その動作を禁じた法律はない。しかし暗黙の禁忌だった。男子貴族の貞潔と名誉を保護する証を撫で回す行為の意味を彼女はもちろん承知している。
「クラリアでは親しい相手の手首に触れるのは夜の契りの暗喩でもあるんだ。君の国じゃ、どうなの?」
絡みつくようなジャミーラの視線が手首からセシルの横顔へと向けられる。しかし彼女を見据えていたのは呆れを存分に含み眉が吊り上げられたジト目であった。
「帝国の女性は手が早いんだね」
セシルの手のひらにジャミーラの手のひらが重ねられる。指まで絡ませても彼は振りほどこうとはしなかった。そんな様子に彼女は楽しげな目を細める。
「君の家と、それと母国はこんな場面で許してくれる?」
「母や姉なら今日の僕の夕餉は抜きにするかも。でも僕はあまり気にしないかな」
そこで言葉を切り、一息ついてから続ける。
「だってただ手とブレスレットを触られただけだし。随分押しが強いする人だとは思う」
「男子はそういうの気にするんじゃないの?」
「気にするフリをすることはあったけど、正直そういう視線とか仕草とか、小さい頃から感じてたら慣れる物だよ。……それに自分が気にする範囲なんて自分で決めたいし」
「貴族の男子ってそういうのも家が決めて、そういう物なんだと思ってた。面白いね。あたし、そういうの嫌いじゃない」
ジャミーラはわざとらしく囁くように口元に手を当てた。
「女子の中には自分が主導権を握れないと不安になる子も多いから」
「そんなつもりじゃないよ」
セシルは苦笑し、彼女の手から自身の手を引き抜いてはカップを再び両手で包み込んだ。
「もしかして社交の駒でいるのが嫌なのかな? あるいは……必要なとき以外は、自分から前に出たくない?」
「そう、……だね。君の言う通りかも。でも女性が主役の世界に慣れてるつもりだし、それは悪いことじゃないと思う」
ジャミーラの横顔が新鮮な好奇心を帯びる。
「クラリアでも陰で支える男が誉れなんだよ。でもここまで自然にふるまう男子は本当に珍しいの。ねえ。誰かに守られるの悪く思う?」
「…………守られるのは嫌いじゃないよ。でも自分を否定したいわけでもない」
セシルは、一瞬何かを言いかけて言葉を選び直す素振りを見せた。そして発せられた声が、ジャミーラの笑みを更に深くする。
「その真っ直ぐなところ、案外危ないね」
彼女はからかうように笑みを深めたまま首を傾げた。
「女子の中には守るべき男子が可愛くて仕方ない子も多い。君がその壁を少し超えればもう皆、放っておかないよ」
会場の空気は変わらず女性主導の社交のリズムで進み、控えめな会話や談笑が遠くで木霊している。だが二人の周囲だけは僅かに温度が異なっていた。

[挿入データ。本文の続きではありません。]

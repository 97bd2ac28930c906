//! CLI argument parsing

use clap::{Parser, Subcommand};

/// Reference clock for a 32.768 kHz watch crystal
const DEFAULT_CLOCK_RATE: &str = "32768";

/// Parse a string as a hex or decimal u32
fn parse_hex_u32(s: &str) -> Result<u32, String> {
    if let Some(hex) = s.strip_prefix("0x").or_else(|| s.strip_prefix("0X")) {
        u32::from_str_radix(hex, 16).map_err(|e| format!("Invalid hex value: {}", e))
    } else {
        s.parse::<u32>().map_err(|e| format!("Invalid number: {}", e))
    }
}

/// Parse a reference clock frequency in Hz
fn parse_clock_rate(s: &str) -> Result<u32, String> {
    match parse_hex_u32(s)? {
        0 => Err("Clock rate must be at least 1 Hz".to_string()),
        hz => Ok(hz),
    }
}

#[derive(Parser)]
#[command(name = "osccal")]
#[command(
    author,
    version,
    about = "AVR internal oscillator calibration over FTDI MPSSE",
    long_about = None
)]
pub struct Cli {
    /// Verbosity level (-v, -vv)
    #[arg(short, long, action = clap::ArgAction::Count, global = true)]
    pub verbose: u8,

    #[command(subcommand)]
    pub command: Commands,
}

#[derive(Subcommand)]
pub enum Commands {
    /// Reset the target, send the training clock and report whether it locked
    Calibrate {
        /// Programmer to use (ftdi[:latency=2] or dummy[:response=lock])
        #[arg(short, long, default_value = "ftdi")]
        programmer: String,

        /// Reference frequency the target trims against, in Hz
        #[arg(short, long, default_value = DEFAULT_CLOCK_RATE, value_parser = parse_clock_rate)]
        clock_rate: u32,

        /// Give up waiting for the target after this many seconds
        #[arg(short, long)]
        timeout: Option<u64>,
    },

    /// Print the clock settings and command batches without touching hardware
    Plan {
        /// Reference frequency the target trims against, in Hz
        #[arg(short, long, default_value = DEFAULT_CLOCK_RATE, value_parser = parse_clock_rate)]
        clock_rate: u32,
    },

    /// List attached FTDI adapters
    List,

    /// List supported programmers
    ListProgrammers,
}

クラリア帝国は大陸の西部に位置する。乾燥した気候と鋭い日差しが地表を照らし国土の半数が砂漠、生活圏は肥沃なオアシス周辺に限られた単一民族国家である。
強い日差しと陽気な天候は帝国に住まう民に自由な美しさを尊ぶ価値観を植え付けた。他国との貿易による文化流入に伴い男性は控えめな礼節が美徳と称されつつある近年だが、未だに一部では自由な女性を支える男性には誠実な態度を美とする価値観が根強く残っている。
ジャミーラは自国の文化を重んじており、後者の価値観を持つ女子であった。
彼女の琥珀色の瞳は、セシルの奥に隠れたものを探ろうと太陽のように照らしていた。
一方でラピスラズリの瞳も向けられていた事を二人は知らない。